Input records:
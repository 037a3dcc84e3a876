use clap::{Args, Parser, Subcommand};
use std::path::PathBuf;

use featprep::{DecompVariant, IamSplit, ImageNetSplit};

#[derive(Parser)]
#[command(name = "featprep", version, about = "Kaldi feature preparation tools")]
pub struct CliArgs {
    /// Enable logging (written to stderr)
    #[arg(long, global = true, default_value_t = false)]
    pub log: bool,

    #[command(subcommand)]
    pub command: Command,
}

#[derive(Subcommand)]
pub enum Command {
    /// Print a chain-model HMM topology with a separate entry for punctuation phones
    GenTopo(GenTopoArgs),
    /// Convert IAM handwriting line images into a feature archive
    IamLines(IamArgs),
    /// Convert ImageNet images into a feature archive with class labels
    Imagenet(ImageNetArgs),
    /// Build the character decomposition matrix for the fixed affine layer
    DecompMatrix(DecompArgs),
}

#[derive(Args)]
pub struct GenTopoArgs {
    /// Non-silence phones as integers separated by colons, e.g. 4:5:6:7:8:9
    pub nonsilence_phones: String,

    /// Silence phones as integers separated by colons, e.g. 1:2:3
    pub silence_phones: String,

    /// File containing all phones and their corresponding number
    pub phone_list: PathBuf,
}

#[derive(Args)]
pub struct IamArgs {
    /// Path to the downloaded IAM data
    pub database_path: PathBuf,

    /// Output directory
    pub dir: PathBuf,

    /// Line list to convert
    #[arg(long, value_enum)]
    pub dataset: Option<IamSplit>,

    /// Where to write the output feature archive ("-" for stdout)
    #[arg(long, default_value = "-")]
    pub out_ark: String,

    /// Height every line image is scaled to
    #[arg(long)]
    pub scale_size: Option<usize>,

    /// JSON file with default parameters; command-line flags take precedence
    #[arg(long)]
    pub config: Option<PathBuf>,
}

#[derive(Args)]
pub struct ImageNetArgs {
    /// Path to the downloaded ImageNet images
    pub database_path: PathBuf,

    /// Path to the bounding-box annotations
    pub database_bbox_path: PathBuf,

    /// Path to the devkit meta data
    pub devkit_path: PathBuf,

    /// Name of the devkit tar file; locates the folder extracted from it
    pub tar_name: String,

    /// Output directory
    pub dir: PathBuf,

    #[arg(long, value_enum)]
    pub dataset: Option<ImageNetSplit>,

    /// Where to write the output feature archive ("-" for stdout)
    #[arg(long, default_value = "-")]
    pub out_ark: String,

    /// Short side a test image is rescaled to before cropping
    #[arg(long)]
    pub scale_size: Option<usize>,

    /// Side of each test crop
    #[arg(long)]
    pub crop_size: Option<usize>,

    /// Synset table: a MAT-file with a `synsets` struct, or a text file with
    /// `WNID ILSVRC_ID [words]` per line; defaults to <devkit>/<tar folder>/data/meta.mat
    #[arg(long)]
    pub synsets: Option<PathBuf>,

    /// JSON file with default parameters; command-line flags take precedence
    #[arg(long)]
    pub config: Option<PathBuf>,
}

#[derive(Args)]
pub struct DecompArgs {
    /// Phone list with one `phone pdf-id` line per pdf
    pub phones_path: PathBuf,

    /// Decomposition lexicon (`keystrokes... character` per line)
    pub decomp_path: PathBuf,

    /// Output directory for decomp.mat, decomp.dim and decomp.json
    pub out_dir: PathBuf,

    /// Grapheme ID scheme
    #[arg(long, value_enum)]
    pub variant: Option<DecompVariant>,

    /// Matrix destination overriding <out_dir>/decomp.mat ("-" for stdout)
    #[arg(long)]
    pub out_mat: Option<String>,

    /// Upper bound of uniform noise added to every cell before filling
    #[arg(long)]
    pub noise_scale: Option<f64>,

    /// Seed for the noise generator
    #[arg(long)]
    pub seed: Option<u64>,

    /// JSON file with default parameters; command-line flags take precedence
    #[arg(long)]
    pub config: Option<PathBuf>,
}
//! Output writers: Kaldi text matrices, label files and JSON sidecars.
pub mod kaldi;
pub mod labels;
pub mod sidecar;

pub use kaldi::{open_output, parse_kaldi_text, write_kaldi_matrix, write_kaldi_rows};
pub use labels::LabelWriter;
pub use sidecar::write_json_sidecar;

Work to be completed: Report the number of lines in the listing above that include the word "separated", and nothing else.

Written reply: 2